Adenine, guanine, cytosine and thymine are the four chemical bases that form the foundation of all DNA. The thread-like structures that hold the DNA are called chromosomes.

Offspring Meaning in Biology

In biology, an offspring is the child of two organisms. Offspring contain characteristics of both parental organisms.

Plants, animals, fungi and bacteria reproduce in different ways to produce multiple offspring.

Human Heredity Basics

Humans reproduce sexually, meaning that each child is the combination both the mother and father's DNA. Humans have 23 pairs of chromosomes. For example, there are two forms of the sex chromosome in humans, X and Y. Males have an X and a Y chromosome while females have XX.

The father stores a single set of his chromosomes in each sperm, some will have the X chromosome and some will have the Y. The mother has a single set of her chromosomes in each of her eggs and as women have two X chromosomes, all her eggs will have the X chromosome. Since the sperm and egg sex cells only contain one set of chromosomes, they are called haploid sex cells.

When two haploid cells combine, they form diploid cells. The combination of two haploid chromosomes creates a unique genetic code, which is the code to grow the offspring through the replication of somatic cells. Somatic cells are the non-sex cells that make up our body such as fat, skin, muscle and blood cells.

Meiosis and Mitosis

Meiosis and mitosis are both forms of cell division. Mitosis is when a diploid cell creates a duplication of itself to form two new diploid cells. Meiosis is when diploid cells divide into haploid cells to produce sex cells for reproduction.

It is called genetic recombination when two haploid cells combine to create new diploid cells.

Understanding Recombination

A phenotype is an observable physical and behavioral characteristic of an organism based on their genes. Each chromosome contains many different alleles which make up the code for different genes.
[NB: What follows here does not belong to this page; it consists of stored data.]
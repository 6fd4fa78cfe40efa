//! Batch driver: runs a list of statements through the dual runner and the
//! comparator, one statement at a time.

use tokio_util::sync::CancellationToken;
use tracing::{debug, info};

use super::classify::StatementKind;
use super::comparator::{Comparator, Divergence, Verdict};
use super::outcome::Outcome;
use super::runner::{DualOutcome, DualRunner};
use crate::error::Result;

/// One inconsistent statement, as handed to a [`MismatchReporter`].
#[derive(Debug, Clone, Copy)]
pub struct Mismatch<'a> {
    /// Zero-based position of the statement in the batch input.
    pub index: usize,
    pub sql: &'a str,
    pub kind: StatementKind,
    pub a: &'a Outcome,
    pub b: &'a Outcome,
    pub divergence: &'a Divergence,
}

/// Receives every inconsistency found by a batch.
///
/// An error aborts the batch and is returned to its caller unchanged.
pub trait MismatchReporter {
    fn report(&mut self, mismatch: &Mismatch<'_>) -> Result<()>;
}

impl<F> MismatchReporter for F
where
    F: FnMut(&Mismatch<'_>) -> Result<()>,
{
    fn report(&mut self, mismatch: &Mismatch<'_>) -> Result<()> {
        self(mismatch)
    }
}

/// Counts gathered over one batch.
#[derive(Debug, Clone, Copy, Default, PartialEq, Eq)]
pub struct BatchSummary {
    /// Statements run against both sources.
    pub executed: usize,
    /// Blank statements skipped without running.
    pub skipped: usize,
    /// Statements reported as inconsistent.
    pub inconsistent: usize,
}

impl BatchSummary {
    pub fn is_consistent(&self) -> bool {
        self.inconsistent == 0
    }
}

pub struct BatchDriver {
    runner: DualRunner,
    comparator: Comparator,
}

impl BatchDriver {
    pub fn new(runner: DualRunner, comparator: Comparator) -> Self {
        Self { runner, comparator }
    }

    /// Runs every statement in order and reports each inconsistency.
    ///
    /// Statement N+1 starts only after statement N has been compared and
    /// reported.
    pub async fn run<S, R>(&self, statements: &[S], reporter: &mut R) -> Result<BatchSummary>
    where
        S: AsRef<str>,
        R: MismatchReporter + ?Sized,
    {
        self.run_inner(statements, reporter, None).await
    }

    /// Like [`BatchDriver::run`], but stops with `Cancelled` once `cancel`
    /// fires. The statement in flight at that point is not reported.
    pub async fn run_cancellable<S, R>(
        &self,
        statements: &[S],
        reporter: &mut R,
        cancel: &CancellationToken,
    ) -> Result<BatchSummary>
    where
        S: AsRef<str>,
        R: MismatchReporter + ?Sized,
    {
        self.run_inner(statements, reporter, Some(cancel)).await
    }

    async fn run_inner<S, R>(
        &self,
        statements: &[S],
        reporter: &mut R,
        cancel: Option<&CancellationToken>,
    ) -> Result<BatchSummary>
    where
        S: AsRef<str>,
        R: MismatchReporter + ?Sized,
    {
        let mut summary = BatchSummary::default();

        for (index, statement) in statements.iter().enumerate() {
            let sql = statement.as_ref();
            if sql.trim().is_empty() {
                debug!("Skipping blank statement #{}", index + 1);
                summary.skipped += 1;
                continue;
            }

            let dual = match cancel {
                Some(token) => self.runner.run_cancellable(sql, token).await?,
                None => self.runner.run(sql).await,
            };
            summary.executed += 1;

            let DualOutcome { kind, a, b } = &dual;
            if let Verdict::Inconsistent(divergence) = self.comparator.compare(a, b) {
                info!("Statement #{} is inconsistent: {}", index + 1, divergence);
                summary.inconsistent += 1;
                reporter.report(&Mismatch {
                    index,
                    sql,
                    kind: *kind,
                    a,
                    b,
                    divergence: &divergence,
                })?;
            }
        }

        info!(
            "Batch finished: {} executed, {} skipped, {} inconsistent",
            summary.executed, summary.skipped, summary.inconsistent
        );
        Ok(summary)
    }
}

#[cfg(test)]
mod tests {
    use super::*;
    use crate::compare::{CompareMode, FailurePolicy};
    use crate::db::{MockDatabaseClient, Value};
    use crate::error::ParityError;
    use std::sync::Arc;
    use std::time::Duration;

    const SELECT: &str = "SELECT id FROM t ORDER BY id";
    const UPDATE: &str = "UPDATE t SET v=1 WHERE id=1";

    fn ids(values: &[i64]) -> Vec<Vec<Value>> {
        values.iter().map(|v| vec![Value::Int(*v)]).collect()
    }

    fn driver(a: MockDatabaseClient, b: MockDatabaseClient, mode: CompareMode) -> BatchDriver {
        BatchDriver::new(
            DualRunner::new(Arc::new(a), Arc::new(b)),
            Comparator::new(mode, FailurePolicy::Lenient),
        )
    }

    #[tokio::test]
    async fn test_permuted_select_and_matching_update_are_consistent() {
        let a = MockDatabaseClient::new()
            .with_rows(SELECT, &["id"], ids(&[1, 2, 3]))
            .with_affected(UPDATE, 1);
        let b = MockDatabaseClient::new()
            .with_rows(SELECT, &["id"], ids(&[2, 1, 3]))
            .with_affected(UPDATE, 1);

        let mut calls = 0;
        let mut reporter = |_: &Mismatch<'_>| -> Result<()> {
            calls += 1;
            Ok(())
        };

        let summary = driver(a, b, CompareMode::Unordered)
            .run(&[SELECT, "", UPDATE], &mut reporter)
            .await
            .unwrap();

        assert_eq!(calls, 0);
        assert_eq!(
            summary,
            BatchSummary {
                executed: 2,
                skipped: 1,
                inconsistent: 0
            }
        );
    }

    #[tokio::test]
    async fn test_each_inconsistency_is_reported() {
        let a = MockDatabaseClient::new()
            .with_rows(SELECT, &["id"], ids(&[1, 2]))
            .with_affected(UPDATE, 1);
        let b = MockDatabaseClient::new()
            .with_rows(SELECT, &["id"], ids(&[2, 1]))
            .with_affected(UPDATE, 0);

        let mut reported = Vec::new();
        let mut reporter = |m: &Mismatch<'_>| -> Result<()> {
            reported.push((m.index, m.sql.to_string(), m.divergence.clone()));
            Ok(())
        };

        let summary = driver(a, b, CompareMode::Ordered)
            .run(&[SELECT, "  ", UPDATE], &mut reporter)
            .await
            .unwrap();

        assert_eq!(summary.inconsistent, 2);
        assert_eq!(
            reported,
            vec![
                (0, SELECT.to_string(), Divergence::RowContent { row: 0 }),
                (2, UPDATE.to_string(), Divergence::AffectedRows { a: 1, b: 0 }),
            ]
        );
    }

    #[tokio::test]
    async fn test_reporter_failure_stops_the_batch() {
        let a = Arc::new(
            MockDatabaseClient::new()
                .with_affected("DELETE FROM t", 1)
                .with_affected(UPDATE, 1),
        );
        let b = Arc::new(
            MockDatabaseClient::new()
                .with_affected("DELETE FROM t", 2)
                .with_affected(UPDATE, 1),
        );
        let batch = BatchDriver::new(
            DualRunner::new(a.clone(), b.clone()),
            Comparator::default(),
        );

        let mut reporter =
            |_: &Mismatch<'_>| -> Result<()> { Err(ParityError::report("sink closed")) };

        let err = batch
            .run(&["DELETE FROM t", UPDATE], &mut reporter)
            .await
            .unwrap_err();

        assert_eq!(err, ParityError::report("sink closed"));
        assert_eq!(a.call_count(), 1);
        assert_eq!(b.call_count(), 1);
    }

    #[tokio::test]
    async fn test_both_failures_are_consistent_by_default() {
        let a = MockDatabaseClient::new().with_failure(SELECT, ParityError::query("no table t"));
        let b = MockDatabaseClient::new()
            .with_failure(SELECT, ParityError::query("relation t does not exist"));

        let mut reporter = |_: &Mismatch<'_>| -> Result<()> { panic!("nothing to report") };
        let summary = driver(a, b, CompareMode::Ordered)
            .run(&[SELECT], &mut reporter)
            .await
            .unwrap();

        assert!(summary.is_consistent());
    }

    #[tokio::test]
    async fn test_run_cancellable_stops_on_hung_statement() {
        let a = MockDatabaseClient::new().with_rows(SELECT, &["id"], ids(&[1]));
        let b = MockDatabaseClient::new()
            .with_rows(SELECT, &["id"], ids(&[1]))
            .with_delay(Duration::from_secs(3600));
        let batch = driver(a, b, CompareMode::Ordered);

        let cancel = CancellationToken::new();
        let trigger = cancel.clone();
        tokio::spawn(async move {
            tokio::time::sleep(Duration::from_millis(50)).await;
            trigger.cancel();
        });

        let mut reporter = |_: &Mismatch<'_>| -> Result<()> { Ok(()) };
        let err = batch
            .run_cancellable(&[SELECT], &mut reporter, &cancel)
            .await
            .unwrap_err();

        assert_eq!(err, ParityError::Cancelled);
    }
}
Different allele combinations create different phenotypes.

Recombinant offspring are children that have a different allele combination to their parents.

For example, say a mother has a haploid cell with the alleles AB and the father has a haploid cell with the alleles ab. These combine to make a diploid cell with the sequence Aa+Bb.
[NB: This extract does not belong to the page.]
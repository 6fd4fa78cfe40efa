//! Integration tests for db-parity.

pub mod compare_test;
pub mod connection_test;
pub mod postgres_test;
Meiosis then produces four more haploid cells. The AB and ab haploid cells are the same as the parental type, while the Ab and aB are the recombinants due to the fact that they differ from the parental types.
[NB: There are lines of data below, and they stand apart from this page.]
//! Statement classification.
//!
//! Decides whether a statement produces rows (Read) or an affected-row count
//! (Write). Classification is resolved once per statement through the
//! [`StatementClassifier`] trait, so the heuristic can be swapped without
//! touching execution or comparison.

use serde::{Deserialize, Serialize};
use sqlparser::ast::{Query, SetExpr, Statement};
use sqlparser::dialect::GenericDialect;
use sqlparser::parser::Parser;
use std::fmt;

/// What a statement produces when executed.
#[derive(Debug, Clone, Copy, PartialEq, Eq, Hash, Serialize, Deserialize)]
#[serde(rename_all = "lowercase")]
pub enum StatementKind {
    /// Produces rows.
    Read,
    /// Produces an affected-row count.
    Write,
}

impl fmt::Display for StatementKind {
    fn fmt(&self, f: &mut fmt::Formatter<'_>) -> fmt::Result {
        match self {
            Self::Read => write!(f, "read"),
            Self::Write => write!(f, "write"),
        }
    }
}

/// Pluggable statement classification.
pub trait StatementClassifier: Send + Sync {
    fn classify(&self, sql: &str) -> StatementKind;
}

/// Which classifier to build from configuration.
#[derive(Debug, Clone, Copy, Default, PartialEq, Eq, Serialize, Deserialize)]
#[serde(rename_all = "lowercase")]
pub enum ClassifierKind {
    #[default]
    Lexical,
    Parser,
}

impl ClassifierKind {
    pub fn build(self) -> Box<dyn StatementClassifier> {
        match self {
            Self::Lexical => Box::new(LexicalClassifier),
            Self::Parser => Box::new(ParserClassifier::new()),
        }
    }
}

impl std::str::FromStr for ClassifierKind {
    type Err = String;

    fn from_str(s: &str) -> std::result::Result<Self, Self::Err> {
        match s.to_lowercase().as_str() {
            "lexical" => Ok(Self::Lexical),
            "parser" => Ok(Self::Parser),
            _ => Err(format!(
                "Invalid classifier: {s}. Expected: lexical or parser"
            )),
        }
    }
}

/// Leading keywords that make a statement a write.
const WRITE_KEYWORDS: &[&str] = &[
    "INSERT", "UPDATE", "DELETE", "REPLACE", "MERGE", "UPSERT", "CREATE", "DROP", "ALTER",
    "TRUNCATE", "RENAME", "GRANT", "REVOKE", "LOAD",
];

/// Cheap keyword test on the first word of the statement.
///
/// Anything not recognized as a write is a read.
#[derive(Debug, Clone, Copy, Default)]
pub struct LexicalClassifier;

impl StatementClassifier for LexicalClassifier {
    fn classify(&self, sql: &str) -> StatementKind {
        let keyword = first_keyword(sql);
        if WRITE_KEYWORDS
            .iter()
            .any(|w| keyword.eq_ignore_ascii_case(w))
        {
            StatementKind::Write
        } else {
            StatementKind::Read
        }
    }
}

/// Returns the first word of `sql`, skipping whitespace, comments and
/// opening parentheses.
fn first_keyword(sql: &str) -> &str {
    let mut rest = sql;
    loop {
        rest = rest.trim_start_matches(|c: char| c.is_whitespace() || c == '(');
        if let Some(comment) = rest.strip_prefix("--") {
            rest = comment.split_once('\n').map_or("", |(_, tail)| tail);
        } else if let Some(comment) = rest.strip_prefix("/*") {
            rest = comment.split_once("*/").map_or("", |(_, tail)| tail);
        } else {
            break;
        }
    }

    let end = rest
        .find(|c: char| !(c.is_ascii_alphanumeric() || c == '_'))
        .unwrap_or(rest.len());
    &rest[..end]
}

/// Classifier backed by a SQL parser.
///
/// Statements known to modify data are writes, and so are queries whose body
/// or CTEs modify data. Any other parsed statement is judged by the lexical
/// rule on its rendered text, so unrecognized statements stay reads.
/// Statements the parser rejects fall back to the lexical rule directly.
#[derive(Debug)]
pub struct ParserClassifier {
    dialect: GenericDialect,
}

impl Default for ParserClassifier {
    fn default() -> Self {
        Self::new()
    }
}

impl ParserClassifier {
    pub fn new() -> Self {
        Self {
            dialect: GenericDialect {},
        }
    }
}

impl StatementClassifier for ParserClassifier {
    fn classify(&self, sql: &str) -> StatementKind {
        match Parser::parse_sql(&self.dialect, sql) {
            Ok(statements) if !statements.is_empty() => {
                if statements.iter().any(is_write_statement) {
                    StatementKind::Write
                } else {
                    StatementKind::Read
                }
            }
            _ => LexicalClassifier.classify(sql),
        }
    }
}

fn is_write_statement(statement: &Statement) -> bool {
    match statement {
        Statement::Query(query) => !is_read_query(query),
        Statement::Insert { .. }
        | Statement::Update { .. }
        | Statement::Delete { .. }
        | Statement::Merge { .. }
        | Statement::Copy { .. }
        | Statement::CreateTable { .. }
        | Statement::CreateView { .. }
        | Statement::CreateIndex { .. }
        | Statement::CreateSchema { .. }
        | Statement::Drop { .. }
        | Statement::AlterTable { .. }
        | Statement::AlterView { .. }
        | Statement::Truncate { .. }
        | Statement::Grant { .. }
        | Statement::Revoke { .. } => true,
        other => LexicalClassifier.classify(&other.to_string()) == StatementKind::Write,
    }
}

/// A query is a read unless its body or one of its CTEs modifies data.
fn is_read_query(query: &Query) -> bool {
    let ctes_read = query
        .with
        .as_ref()
        .map_or(true, |with| with.cte_tables.iter().all(|cte| is_read_query(&cte.query)));

    ctes_read && is_read_set_expr(&query.body)
}

fn is_read_set_expr(body: &SetExpr) -> bool {
    match body {
        SetExpr::Insert(_) | SetExpr::Update(_) => false,
        SetExpr::Query(query) => is_read_query(query),
        SetExpr::SetOperation { left, right, .. } => {
            is_read_set_expr(left) && is_read_set_expr(right)
        }
        _ => true,
    }
}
Formation of Recombinant Offspring

Recombination can happen in two different ways; independent assortment and crossing over. Independent assortment is when the maternal and parental DNA are mixed during meiosis, creating a new gene sequence.

Crossing over happens during the first stage of meiosis when the two homologous chromosomes are paired and a portion breaks off on the same loci then reconnects to a different end. Crossing over can only happen when there isn't a physical linkage of the parental alleles.

Finding Recombinant Offspring

Recombination occurs when the number of switches between two loci is uneven. When looking for offspring with recombinant phenotypes, it is essential to remember that it is a comparison of the input from the parents with the output after meiosis. It is more straightforward to identify recombinants in haploid cells than diploid cells.

A testcross is required to analyze whether or not recombinant offspring are produced. When looking at a testcross, if the recombinant percentage is 50 percent, then independent assortment has occurred. When the recombinant rate is much less than 50 percent, this indicates a linkage and crossing over has occurred.

Example of Finding Recombinant Offspring

For example, say we have a mother plant with long pink flowers (AB) and a father plant of the same species with little white (ab) flowers.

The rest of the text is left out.